◆ Try it ◆
Below is a block of records. Copy every line in it that contains the word "asistente".

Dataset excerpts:
= Beginning of Section =

//! Prompt mode state machine: system-generated vs. user-authored text.

use time::Date;

use super::compose;
use super::highlight::{self, Markup};
use super::model::{AgentPromptConfig, ToolDescriptor};
use super::template;

#[derive(Debug, Clone, Copy, PartialEq, Eq)]
pub enum PromptMode {
    SystemGenerated,
    Custom,
}

/// Holds the active prompt mode and the user-owned custom text buffer, and
/// mediates which text the preview and the export action operate on.
///
/// While in [`PromptMode::SystemGenerated`] the active text is the live
/// compiler output; it re-tracks every configuration or tool edit and is
/// never frozen at the moment of a mode switch.
///
/// Every mutation bumps [`revision`](Self::revision) exactly once. That
/// counter is the "content changed" signal the surrounding editor watches to
/// mark the session dirty; no richer callback is exposed.
#[derive(Debug, Clone)]
pub struct PromptSession {
    mode: PromptMode,
    custom_text: String,
    revision: u64,
}

impl Default for PromptSession {
    fn default() -> Self {
        Self::new()
    }
}

impl PromptSession {
    pub fn new() -> Self {
        Self {
            mode: PromptMode::SystemGenerated,
            custom_text: String::new(),
            revision: 0,
        }
    }

    /// Restores a session with previously saved custom text, still starting
    /// in system-generated mode.
    pub fn with_custom_text(custom_text: impl Into<String>) -> Self {
        Self {
            custom_text: custom_text.into(),
            ..Self::new()
        }
    }

    pub fn mode(&self) -> PromptMode {
        self.mode
    }

    pub fn custom_text(&self) -> &str {
        &self.custom_text
    }

    /// Monotonic change counter; bumped once per mutation.
    pub fn revision(&self) -> u64 {
        self.revision
    }

    /// Switches to user-authored text. The buffer keeps whatever custom text
    /// was last set (initially empty).
    pub fn select_custom(&mut self) {
        if self.mode != PromptMode::Custom {
            self.mode = PromptMode::Custom;
            self.revision += 1;
        }
    }

    pub fn select_system_generated(&mut self) {
        if self.mode != PromptMode::SystemGenerated {
            self.mode = PromptMode::SystemGenerated;
            self.revision += 1;
        }
    }

    /// Forces system-generated mode. Counts as a mutation even when already
    /// in that mode: the user asked for a fresh render.
    pub fn regenerate(&mut self) {
        self.mode = PromptMode::SystemGenerated;
        self.revision += 1;
    }

    /// Replaces the custom buffer. Never touches the agent configuration.
    pub fn set_custom_text(&mut self, text: impl Into<String>) {
        self.custom_text = text.into();
        self.revision += 1;
    }

    /// Called by the editor after it mutates the configuration or the tool
    /// catalog, so the change surfaces through the same signal.
    pub fn note_source_changed(&mut self) {
        self.revision += 1;
    }

    /// The text the export action reads: live compiler output in
    /// system-generated mode, the custom buffer verbatim otherwise.
    pub fn active_text(
        &self,
        config: &AgentPromptConfig,
        tools: &[ToolDescriptor],
        today: Date,
    ) -> String {
        match self.mode {
            PromptMode::SystemGenerated => compose::compile(config, tools, today),
            PromptMode::Custom => self.custom_text.clone(),
        }
    }

    /// The marked-up rendering for the preview pane: resolved-value
    /// highlighting in system-generated mode, placeholder highlighting over
    /// the custom buffer otherwise.
    pub fn active_markup(
        &self,
        config: &AgentPromptConfig,
        tools: &[ToolDescriptor],
        today: Date,
    ) -> Markup {
        match self.mode {
            PromptMode::SystemGenerated => highlight::values(config, tools, today),
            PromptMode::Custom => highlight::placeholders(&self.custom_text, tools),
        }
    }

    /// The placeholder view of the generated template, for reviewing which
    /// substitution points exist. Only meaningful in system-generated mode.
    pub fn template_markup(&self, tools: &[ToolDescriptor], today: Date) -> Markup {
        let text = template::template_text(&compose::long_date_es(today));
        highlight::placeholders(&text, tools)
    }
}

#[cfg(test)]
mod tests {
    use super::{PromptMode, PromptSession};
    use crate::prompt::model::{AgentPromptConfig, ToolCategory, ToolDescriptor};
    use time::macros::date;

    fn tool(name: &str) -> ToolDescriptor {
        ToolDescriptor {
            id: name.to_ascii_lowercase(),
            name: name.to_string(),
            enabled: true,
            category: ToolCategory::Cart,
            ..ToolDescriptor::default()
        }
    }

    #[test]
    fn starts_in_system_generated_mode() {
        let session = PromptSession::new();
        assert_eq!(session.mode(), PromptMode::SystemGenerated);
        assert_eq!(session.revision(), 0);
        assert_eq!(session.custom_text(), "");
    }

    #[test]
    fn config_edits_change_exported_text_but_not_mode() {
        let session = PromptSession::new();
        let today = date!(2025 - 08 - 07);
        let mut config = AgentPromptConfig {
            agent_name: "Sofia".to_string(),
            ..AgentPromptConfig::default()
        };

        let before = session.active_text(&config, &[], today);
        config.agent_name = "Valentina".to_string();
        let after = session.active_text(&config, &[], today);

        assert_eq!(session.mode(), PromptMode::SystemGenerated);
        assert_ne!(before, after);
        assert!(after.contains("Valentina"));
    }

    #[test]
    fn system_generated_text_is_live_not_frozen() {
        let mut session = PromptSession::new();
        let today = date!(2025 - 08 - 07);
        let mut config = AgentPromptConfig::default();

        session.select_custom();
        session.select_system_generated();
        config.store_name = "Fashion Boutique".to_string();

        let text = session.active_text(&config, &[], today);
        assert!(text.contains("Fashion Boutique"));
    }

    #[test]
    fn custom_edits_never_touch_the_configuration() {
        let mut session = PromptSession::new();
        let config = AgentPromptConfig {
            agent_name: "Sofia".to_string(),
            ..AgentPromptConfig::default()
        };
        let snapshot = config.clone();

        session.select_custom();
        session.set_custom_text("Eres un asistente de {tienda}.");

        assert_eq!(config, snapshot);
        assert_eq!(
            session.active_text(&config, &[], date!(2025 - 08 - 07)),
            "Eres un asistente de {tienda}."
        );
    }

    #[test]
    fn regenerate_forces_system_generated() {
        let mut session = PromptSession::new();
        session.select_custom();
        session.set_custom_text("texto propio");

        session.regenerate();
        assert_eq!(session.mode(), PromptMode::SystemGenerated);
        // The custom buffer survives for the next switch.
        assert_eq!(session.custom_text(), "texto propio");
    }

    #[test]
    fn each_mutation_bumps_revision_once() {
        let mut session = PromptSession::new();

        session.select_custom();
        assert_eq!(session.revision(), 1);
        session.select_custom();
        assert_eq!(session.revision(), 1, "re-selecting the same mode is a no-op");
        session.set_custom_text("a");
        assert_eq!(session.revision(), 2);
        session.note_source_changed();
        assert_eq!(session.revision(), 3);
        session.regenerate();
        assert_eq!(session.revision(), 4);
        session.regenerate();
        assert_eq!(session.revision(), 5, "regenerate always counts");
    }

    #[test]
    fn export_reads_the_mode_active_text_untransformed() {
        let mut session = PromptSession::new();
        let today = date!(2025 - 08 - 07);
        let config = AgentPromptConfig::default();
        let tools = vec![tool("Crear Carrito")];

        let generated = session.active_text(&config, &tools, today);
        assert!(generated.contains("- Crear Carrito"));

        session.select_custom();
        session.set_custom_text("sin transformar");
        assert_eq!(session.active_text(&config, &tools, today), "sin transformar");
    }

    #[test]
    fn active_markup_follows_the_mode() {
        use crate::prompt::highlight::SegmentKind;

        let mut session = PromptSession::new();
        let today = date!(2025 - 08 - 07);
        let config = AgentPromptConfig::default();

        let generated = session.active_markup(&config, &[], today);
        assert!(
            generated
                .segments()
                .iter()
                .any(|segment| segment.kind == SegmentKind::ToolsList)
        );

        session.select_custom();
        session.set_custom_text("hola {nombre}");
        let custom = session.active_markup(&config, &[], today);
        assert!(
            custom
                .segments()
                .iter()
                .any(|segment| segment.kind == SegmentKind::Placeholder)
        );
    }
}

= End of Section =

◆ Response below ◆
        session.set_custom_text("Eres un asistente de {tienda}.");
            "Eres un asistente de {tienda}."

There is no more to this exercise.